**What you will do**
Give the entries again, exactly as they stand.

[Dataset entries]
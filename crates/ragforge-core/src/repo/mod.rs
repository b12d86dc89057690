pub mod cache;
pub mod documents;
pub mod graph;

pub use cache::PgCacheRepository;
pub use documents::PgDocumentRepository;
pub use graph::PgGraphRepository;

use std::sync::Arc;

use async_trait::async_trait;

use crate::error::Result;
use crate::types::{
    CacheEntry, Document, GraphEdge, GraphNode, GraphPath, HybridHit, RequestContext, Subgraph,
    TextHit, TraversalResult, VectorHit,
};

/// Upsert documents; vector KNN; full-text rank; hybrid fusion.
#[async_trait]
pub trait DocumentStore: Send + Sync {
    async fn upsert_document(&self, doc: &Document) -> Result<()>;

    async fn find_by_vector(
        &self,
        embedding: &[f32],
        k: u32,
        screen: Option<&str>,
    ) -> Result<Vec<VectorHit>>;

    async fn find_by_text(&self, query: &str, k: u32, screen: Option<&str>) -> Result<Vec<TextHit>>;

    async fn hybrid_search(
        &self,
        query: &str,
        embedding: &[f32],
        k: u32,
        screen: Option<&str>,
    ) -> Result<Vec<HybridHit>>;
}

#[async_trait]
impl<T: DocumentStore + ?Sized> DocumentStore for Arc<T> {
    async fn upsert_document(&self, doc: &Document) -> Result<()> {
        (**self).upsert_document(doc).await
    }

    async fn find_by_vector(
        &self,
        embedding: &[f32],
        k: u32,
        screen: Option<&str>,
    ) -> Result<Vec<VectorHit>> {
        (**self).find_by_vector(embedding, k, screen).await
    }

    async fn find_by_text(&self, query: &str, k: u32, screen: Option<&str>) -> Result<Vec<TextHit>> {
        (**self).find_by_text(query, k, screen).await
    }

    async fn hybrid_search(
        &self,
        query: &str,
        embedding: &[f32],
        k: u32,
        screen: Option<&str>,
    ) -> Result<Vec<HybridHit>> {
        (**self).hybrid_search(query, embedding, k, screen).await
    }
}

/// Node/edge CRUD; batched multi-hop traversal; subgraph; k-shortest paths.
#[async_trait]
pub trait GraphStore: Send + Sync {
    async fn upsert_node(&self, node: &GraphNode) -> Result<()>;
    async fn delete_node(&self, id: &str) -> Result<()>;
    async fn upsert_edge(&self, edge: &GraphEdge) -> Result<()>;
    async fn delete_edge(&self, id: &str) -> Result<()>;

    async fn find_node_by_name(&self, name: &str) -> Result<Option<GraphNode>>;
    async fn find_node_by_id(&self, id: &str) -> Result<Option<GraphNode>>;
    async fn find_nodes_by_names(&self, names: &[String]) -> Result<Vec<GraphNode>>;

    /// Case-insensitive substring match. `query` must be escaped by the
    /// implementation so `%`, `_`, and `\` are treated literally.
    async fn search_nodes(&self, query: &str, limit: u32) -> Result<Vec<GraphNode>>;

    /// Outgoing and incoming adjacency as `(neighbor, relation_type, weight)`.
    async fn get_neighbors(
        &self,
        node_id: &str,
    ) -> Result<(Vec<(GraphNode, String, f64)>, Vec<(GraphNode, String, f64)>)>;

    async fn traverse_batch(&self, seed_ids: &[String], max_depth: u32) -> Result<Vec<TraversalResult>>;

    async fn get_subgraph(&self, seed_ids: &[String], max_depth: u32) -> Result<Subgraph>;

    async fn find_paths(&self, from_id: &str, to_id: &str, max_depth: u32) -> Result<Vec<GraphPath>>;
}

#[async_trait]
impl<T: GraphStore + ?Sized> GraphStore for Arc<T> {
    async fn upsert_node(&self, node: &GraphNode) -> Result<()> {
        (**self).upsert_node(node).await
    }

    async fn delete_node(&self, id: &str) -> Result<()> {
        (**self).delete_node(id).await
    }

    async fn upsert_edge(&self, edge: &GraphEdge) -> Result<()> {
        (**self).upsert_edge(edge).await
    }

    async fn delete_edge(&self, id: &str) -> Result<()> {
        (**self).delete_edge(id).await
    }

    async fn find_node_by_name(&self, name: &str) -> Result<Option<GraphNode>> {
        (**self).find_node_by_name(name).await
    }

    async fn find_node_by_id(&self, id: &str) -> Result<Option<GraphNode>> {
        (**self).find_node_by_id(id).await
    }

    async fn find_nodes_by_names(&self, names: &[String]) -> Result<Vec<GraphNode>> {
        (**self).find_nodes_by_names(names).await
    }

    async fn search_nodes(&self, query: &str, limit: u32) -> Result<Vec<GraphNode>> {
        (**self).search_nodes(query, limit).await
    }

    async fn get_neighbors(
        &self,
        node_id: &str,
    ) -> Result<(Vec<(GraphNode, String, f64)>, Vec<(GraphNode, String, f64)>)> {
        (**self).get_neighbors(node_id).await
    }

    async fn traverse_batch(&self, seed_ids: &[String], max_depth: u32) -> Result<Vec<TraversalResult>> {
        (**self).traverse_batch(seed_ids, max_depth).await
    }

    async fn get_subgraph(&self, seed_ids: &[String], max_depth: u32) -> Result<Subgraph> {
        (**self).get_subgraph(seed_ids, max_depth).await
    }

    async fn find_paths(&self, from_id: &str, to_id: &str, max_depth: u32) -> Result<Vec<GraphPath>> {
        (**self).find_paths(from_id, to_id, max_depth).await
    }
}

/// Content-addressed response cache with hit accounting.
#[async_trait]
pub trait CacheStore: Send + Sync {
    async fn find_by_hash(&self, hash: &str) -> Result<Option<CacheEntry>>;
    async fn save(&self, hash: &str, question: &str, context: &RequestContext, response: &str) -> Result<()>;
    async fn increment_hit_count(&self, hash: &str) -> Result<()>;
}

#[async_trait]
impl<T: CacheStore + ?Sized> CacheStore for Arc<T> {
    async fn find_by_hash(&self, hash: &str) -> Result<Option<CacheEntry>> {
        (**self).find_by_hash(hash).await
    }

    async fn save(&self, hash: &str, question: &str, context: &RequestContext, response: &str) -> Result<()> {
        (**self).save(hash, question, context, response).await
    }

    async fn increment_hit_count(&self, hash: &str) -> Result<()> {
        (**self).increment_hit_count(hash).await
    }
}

**Your response**
filename crates/ragforge-core/src/repo/mod.rs
repository b12d86dc89057690
pub mod cache;
pub mod documents;
pub mod graph;

pub use cache::PgCacheRepository;
pub use documents::PgDocumentRepository;
pub use graph::PgGraphRepository;

use std::sync::Arc;

use async_trait::async_trait;

use crate::error::Result;
use crate::types::{
    CacheEntry, Document, GraphEdge, GraphNode, GraphPath, HybridHit, RequestContext, Subgraph,
    TextHit, TraversalResult, VectorHit,
};

/// Upsert documents; vector KNN; full-text rank; hybrid fusion.
#[async_trait]
pub trait DocumentStore: Send + Sync {
    async fn upsert_document(&self, doc: &Document) -> Result<()>;

    async fn find_by_vector(
        &self,
        embedding: &[f32],
        k: u32,
        screen: Option<&str>,
    ) -> Result<Vec<VectorHit>>;

    async fn find_by_text(&self, query: &str, k: u32, screen: Option<&str>) -> Result<Vec<TextHit>>;

    async fn hybrid_search(
        &self,
        query: &str,
        embedding: &[f32],
        k: u32,
        screen: Option<&str>,
    ) -> Result<Vec<HybridHit>>;
}

#[async_trait]
impl<T: DocumentStore + ?Sized> DocumentStore for Arc<T> {
    async fn upsert_document(&self, doc: &Document) -> Result<()> {
        (**self).upsert_document(doc).await
    }

    async fn find_by_vector(
        &self,
        embedding: &[f32],
        k: u32,
        screen: Option<&str>,
    ) -> Result<Vec<VectorHit>> {
        (**self).find_by_vector(embedding, k, screen).await
    }

    async fn find_by_text(&self, query: &str, k: u32, screen: Option<&str>) -> Result<Vec<TextHit>> {
        (**self).find_by_text(query, k, screen).await
    }

    async fn hybrid_search(
        &self,
        query: &str,
        embedding: &[f32],
        k: u32,
        screen: Option<&str>,
    ) -> Result<Vec<HybridHit>> {
        (**self).hybrid_search(query, embedding, k, screen).await
    }
}

/// Node/edge CRUD; batched multi-hop traversal; subgraph; k-shortest paths.
#[async_trait]
pub trait GraphStore: Send + Sync {
    async fn upsert_node(&self, node: &GraphNode) -> Result<()>;
    async fn delete_node(&self, id: &str) -> Result<()>;
    async fn upsert_edge(&self, edge: &GraphEdge) -> Result<()>;
    async fn delete_edge(&self, id: &str) -> Result<()>;

    async fn find_node_by_name(&self, name: &str) -> Result<Option<GraphNode>>;
    async fn find_node_by_id(&self, id: &str) -> Result<Option<GraphNode>>;
    async fn find_nodes_by_names(&self, names: &[String]) -> Result<Vec<GraphNode>>;

    /// Case-insensitive substring match. `query` must be escaped by the
    /// implementation so `%`, `_`, and `\` are treated literally.
    async fn search_nodes(&self, query: &str, limit: u32) -> Result<Vec<GraphNode>>;

    /// Outgoing and incoming adjacency as `(neighbor, relation_type, weight)`.
    async fn get_neighbors(
        &self,
        node_id: &str,
    ) -> Result<(Vec<(GraphNode, String, f64)>, Vec<(GraphNode, String, f64)>)>;

    async fn traverse_batch(&self, seed_ids: &[String], max_depth: u32) -> Result<Vec<TraversalResult>>;

    async fn get_subgraph(&self, seed_ids: &[String], max_depth: u32) -> Result<Subgraph>;

    async fn find_paths(&self, from_id: &str, to_id: &str, max_depth: u32) -> Result<Vec<GraphPath>>;
}

#[async_trait]
impl<T: GraphStore + ?Sized> GraphStore for Arc<T> {
    async fn upsert_node(&self, node: &GraphNode) -> Result<()> {
        (**self).upsert_node(node).await
    }

    async fn delete_node(&self, id: &str) -> Result<()> {
        (**self).delete_node(id).await
    }

    async fn upsert_edge(&self, edge: &GraphEdge) -> Result<()> {
        (**self).upsert_edge(edge).await
    }

    async fn delete_edge(&self, id: &str) -> Result<()> {
        (**self).delete_edge(id).await
    }

    async fn find_node_by_name(&self, name: &str) -> Result<Option<GraphNode>> {
        (**self).find_node_by_name(name).await
    }

    async fn find_node_by_id(&self, id: &str) -> Result<Option<GraphNode>> {
        (**self).find_node_by_id(id).await
    }

    async fn find_nodes_by_names(&self, names: &[String]) -> Result<Vec<GraphNode>> {
        (**self).find_nodes_by_names(names).await
    }

    async fn search_nodes(&self, query: &str, limit: u32) -> Result<Vec<GraphNode>> {
        (**self).search_nodes(query, limit).await
    }

    async fn get_neighbors(
        &self,
        node_id: &str,
    ) -> Result<(Vec<(GraphNode, String, f64)>, Vec<(GraphNode, String, f64)>)> {
        (**self).get_neighbors(node_id).await
    }

    async fn traverse_batch(&self, seed_ids: &[String], max_depth: u32) -> Result<Vec<TraversalResult>> {
        (**self).traverse_batch(seed_ids, max_depth).await
    }

    async fn get_subgraph(&self, seed_ids: &[String], max_depth: u32) -> Result<Subgraph> {
        (**self).get_subgraph(seed_ids, max_depth).await
    }

    async fn find_paths(&self, from_id: &str, to_id: &str, max_depth: u32) -> Result<Vec<GraphPath>> {
        (**self).find_paths(from_id, to_id, max_depth).await
    }
}

/// Content-addressed response cache with hit accounting.
#[async_trait]
pub trait CacheStore: Send + Sync {
    async fn find_by_hash(&self, hash: &str) -> Result<Option<CacheEntry>>;
    async fn save(&self, hash: &str, question: &str, context: &RequestContext, response: &str) -> Result<()>;
    async fn increment_hit_count(&self, hash: &str) -> Result<()>;
}

#[async_trait]
impl<T: CacheStore + ?Sized> CacheStore for Arc<T> {
    async fn find_by_hash(&self, hash: &str) -> Result<Option<CacheEntry>> {
        (**self).find_by_hash(hash).await
    }

    async fn save(&self, hash: &str, question: &str, context: &RequestContext, response: &str) -> Result<()> {
        (**self).save(hash, question, context, response).await
    }

    async fn increment_hit_count(&self, hash: &str) -> Result<()> {
        (**self).increment_hit_count(hash).await
    }
}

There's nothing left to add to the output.